Question

Consider a case class with a possibly large number of members; to illustrate the case assume two arguments, as in

case class C(s1: String, s2: String)

and therefore assume an array with size of at least that many arguments,

val a = Array("a1", "a2")

Then

scala> C(a(0), a(1))
res9: C = c(a1,a2)

However, is there an approach to case class instantiation where there is no need to refer to each element in the array for any (possibly large) number of predefined class members ?

Was it helpful?

Solution 2

Having gathered bits and pieces from the other answers, a solution that uses Shapeless 2.0.0 is thus as follows,

import shapeless._
import HList._
import syntax.std.traversable._

val a = List("a1", 2)                    // List[Any]
val aa = a.toHList[String::Int::HNil]
val aaa = aa.get.tupled                  // (String, Int)
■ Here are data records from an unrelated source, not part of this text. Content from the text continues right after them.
// Copyright (c) Microsoft Corporation.
// Licensed under the MIT License.

use std::collections::{HashMap, HashSet};

use method_flow::{Label, LabelFlow, MethodEvent, Opcode, ProbeId, SwitchTarget};

use crate::atom::{Atoms, MethodAtom};
use crate::filter::CoverageFilter;
use crate::finally::FinallyBlockEnd;
use crate::instruction::{InsnId, Instruction, Instructions};
use crate::probes::ProbeData;
use crate::try_catch::TryCatchIndex;

/// Control transfer from an instruction to a label.
#[derive(Clone, Copy, Debug, Eq, PartialEq)]
pub struct Jump {
    pub source: InsnId,
    pub target: Label,
}

/// Builds the instruction graph of one method from its event stream.
pub struct FlowBuilder<'l, 'p, F> {
    labels: &'l LabelFlow,
    probes: ProbeData<'p>,
    filter: F,

    insns: Instructions,
    atoms: Atoms,
    try_catch: TryCatchIndex,

    label_insns: HashMap<Label, InsnId>,
    pending_labels: Vec<Label>,
    last_insn: Option<InsnId>,

    current_line: Option<u32>,
    first_line: Option<u32>,
    last_line: Option<u32>,

    // Edges still to be wired once every label is placed.
    jumps: Vec<Jump>,

    // Edges measured by their own probe.
    probed_jumps: Vec<Jump>,

    probe_insns: HashMap<ProbeId, InsnId>,
    covered_probes: Vec<InsnId>,
    disabled_probes: Vec<InsnId>,
}

impl<'l, 'p, F: CoverageFilter> FlowBuilder<'l, 'p, F> {
    pub fn new(labels: &'l LabelFlow, probes: ProbeData<'p>, filter: F) -> Self {
        Self {
            labels,
            probes,
            filter,
            insns: Instructions::default(),
            atoms: Atoms::default(),
            try_catch: TryCatchIndex::default(),
            label_insns: HashMap::new(),
            pending_labels: vec![],
            last_insn: None,
            current_line: None,
            first_line: None,
            last_line: None,
            jumps: vec![],
            probed_jumps: vec![],
            probe_insns: HashMap::new(),
            covered_probes: vec![],
            disabled_probes: vec![],
        }
    }

    pub fn visit(&mut self, event: &MethodEvent) {
        self.filter.visit(event);

        match event {
            MethodEvent::Label { label } => self.visit_label(*label),
            MethodEvent::LineNumber { line, .. } => self.visit_line(*line),
            MethodEvent::Insn { opcode } => {
                self.visit_insn(*opcode);
            }
            MethodEvent::InsnWithProbe { opcode, probe } => {
                self.add_probe_atom(*probe);
                self.visit_insn(*opcode);
                self.add_probe(*probe);
            }
            MethodEvent::Jump { opcode, target } => {
                let source = self.visit_insn(*opcode);
                self.jumps.push(Jump {
                    source,
                    target: *target,
                });
            }
            MethodEvent::JumpWithProbe {
                opcode,
                target,
                probe,
            } => {
                self.add_probe_atom(*probe);
                let source = self.visit_insn(*opcode);
                self.probed_jumps.push(Jump {
                    source,
                    target: *target,
                });
                self.add_probe(*probe);
            }
            MethodEvent::TableSwitch {
                default, targets, ..
            } => self.visit_switch(Opcode::TABLESWITCH, *default, targets),
            MethodEvent::LookupSwitch {
                default, targets, ..
            } => self.visit_switch(Opcode::LOOKUPSWITCH, *default, targets),
            MethodEvent::TableSwitchWithProbes {
                default, targets, ..
            } => self.visit_switch_with_probes(Opcode::TABLESWITCH, default, targets),
            MethodEvent::LookupSwitchWithProbes {
                default, targets, ..
            } => self.visit_switch_with_probes(Opcode::LOOKUPSWITCH, default, targets),
            MethodEvent::TryCatch(block) => self.try_catch.insert(block.clone()),
            MethodEvent::Probe { probe } => {
                self.add_probe(*probe);
                self.add_probe_atom(*probe);
                self.last_insn = None;
            }
        }
    }

    /// Wire the pending jumps and hand over the finished graph.
    pub fn finish(mut self) -> FlowGraph {
        for jump in &self.jumps {
            match self.label_insns.get(&jump.target) {
                Some(target) => self.insns.set_predecessor(*target, jump.source),
                None => debug!(
                    "dropping jump from {} to {}: no instruction follows the label",
                    jump.source, jump.target
                ),
            }
        }

        let mut jumps = self.probed_jumps;
        jumps.extend(self.jumps);

        FlowGraph {
            insns: self.insns,
            atoms: self.atoms,
            try_catch: self.try_catch,
            jumps,
            probe_insns: self.probe_insns,
            covered_probes: self.covered_probes,
            disabled_probes: self.disabled_probes,
            first_line: self.first_line,
            last_line: self.last_line,
        }
    }

    fn visit_label(&mut self, label: Label) {
        self.atoms.push(MethodAtom::Label(label));
        self.pending_labels.push(label);

        if !self.labels.is_successor(label) {
            self.last_insn = None;
        }
    }

    fn visit_line(&mut self, line: u32) {
        self.current_line = Some(line);
        self.first_line = Some(self.first_line.map_or(line, |first| first.min(line)));
        self.last_line = Some(self.last_line.map_or(line, |last| last.max(line)));
    }

    fn visit_insn(&mut self, opcode: Opcode) -> InsnId {
        let insn = Instruction::new(opcode, self.current_line, self.filter.enabled());
        let id = self.insns.push(insn);
        self.atoms.push(MethodAtom::Insn(id));

        if let Some(last) = self.last_insn {
            self.insns.set_predecessor(id, last);
        }

        for label in self.pending_labels.drain(..) {
            self.label_insns.entry(label).or_insert(id);
        }

        self.last_insn = Some(id);
        id
    }

    fn visit_switch(&mut self, opcode: Opcode, default: Label, targets: &[Label]) {
        let source = self.visit_insn(opcode);

        // Cases sharing a label are one branch at runtime.
        let mut done = HashSet::new();
        for target in std::iter::once(&default).chain(targets) {
            if done.insert(*target) {
                self.jumps.push(Jump {
                    source,
                    target: *target,
                });
            }
        }
    }

    fn visit_switch_with_probes(
        &mut self,
        opcode: Opcode,
        default: &SwitchTarget,
        targets: &[SwitchTarget],
    ) {
        let source = self.visit_insn(opcode);

        let mut done = HashSet::new();
        for target in std::iter::once(default).chain(targets) {
            if !done.insert(target.label) {
                continue;
            }

            match target.probe {
                Some(probe) => {
                    self.add_probe(probe);
                    self.add_probe_atom(probe);
                }
                None => self.jumps.push(Jump {
                    source,
                    target: target.label,
                }),
            }
        }
    }

    fn add_probe_atom(&mut self, probe: ProbeId) {
        if self.last_insn.is_some() {
            self.atoms.push(MethodAtom::Probe(probe));
        }
    }

    fn add_probe(&mut self, probe: ProbeId) {
        let Some(last) = self.last_insn else {
            trace!("probe {} has no preceding instruction", probe);
            return;
        };

        self.probe_insns.insert(probe, last);
        self.insns.add_branch(last);

        if self.probes.executed(probe) {
            self.covered_probes.push(last);
        }

        if !self.insns[last].is_coverage_enabled() {
            self.disabled_probes.push(last);
        }
    }
}

/// Instruction graph of one method, with the bookkeeping needed to merge
/// `finally` duplicates and to propagate probe coverage.
#[derive(Clone, Debug, Default)]
pub struct FlowGraph {
    pub insns: Instructions,
    pub atoms: Atoms,
    pub try_catch: TryCatchIndex,

    /// Every jump, probed ones first, in emission order within each kind.
    pub jumps: Vec<Jump>,

    pub probe_insns: HashMap<ProbeId, InsnId>,

    /// Instructions preceding an executed probe, once per probe.
    pub covered_probes: Vec<InsnId>,

    /// Instructions preceding a probe whose coverage is disabled.
    pub disabled_probes: Vec<InsnId>,

    pub first_line: Option<u32>,
    pub last_line: Option<u32>,
}

impl FlowGraph {
    /// Label targeted by the first jump leaving `source`.
    pub fn jump_target(&self, source: InsnId) -> Option<Label> {
        self.jumps
            .iter()
            .find(|jump| jump.source == source)
            .map(|jump| jump.target)
    }

    /// Instruction whose branch is measured by `probe`.
    pub fn probe_insn(&self, probe: ProbeId) -> Option<InsnId> {
        self.probe_insns.get(&probe).copied()
    }

    /// Spread executed probes backward along the predecessor chains, then
    /// withdraw the branches measured by disabled probes.
    pub fn propagate_probes(&mut self) {
        for id in &self.covered_probes {
            self.insns.set_covered(*id);
        }

        for id in &self.disabled_probes {
            self.insns.set_disabled(*id);
        }
    }

    /// Credit the last instruction of the catch-all copy of a `finally`
    /// block when any other copy of it ran to completion.
    pub fn merge_finally_ends(&mut self, ends: &[FinallyBlockEnd]) {
        for end in ends {
            if self.insns[end.primary].is_covered() {
                continue;
            }

            if end.others.iter().any(|id| self.insns[*id].is_covered()) {
                self.insns.set_covered(end.primary);
            }
        }
    }
}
Then we can instantiate a given case class with

case class C(val s1: String, val i2: Int)
val ins = C.tupled(aaa)

and so

scala> ins.s1
res10: String = a1

scala> ins.i2
res11: Int = 2

The type signature of toHList is known at compile time as much as the case class members types to be instantiate onto.

OTHER TIPS

No, you can't. You cannot guarantee your array size is at least the number of members of your case class.

You can use tuples though.

Suppose you have a mentioned case class and a tuple that looks like this:

val t = ("a1", "a2")

Then you can do:

c.tupled(t)

To convert a Seq to a tuple see this answer: https://stackoverflow.com/a/14727987/2483228

Once you have a tuple serejja's answer will get you to a c.

Note that convention would have us spell c with a capital C.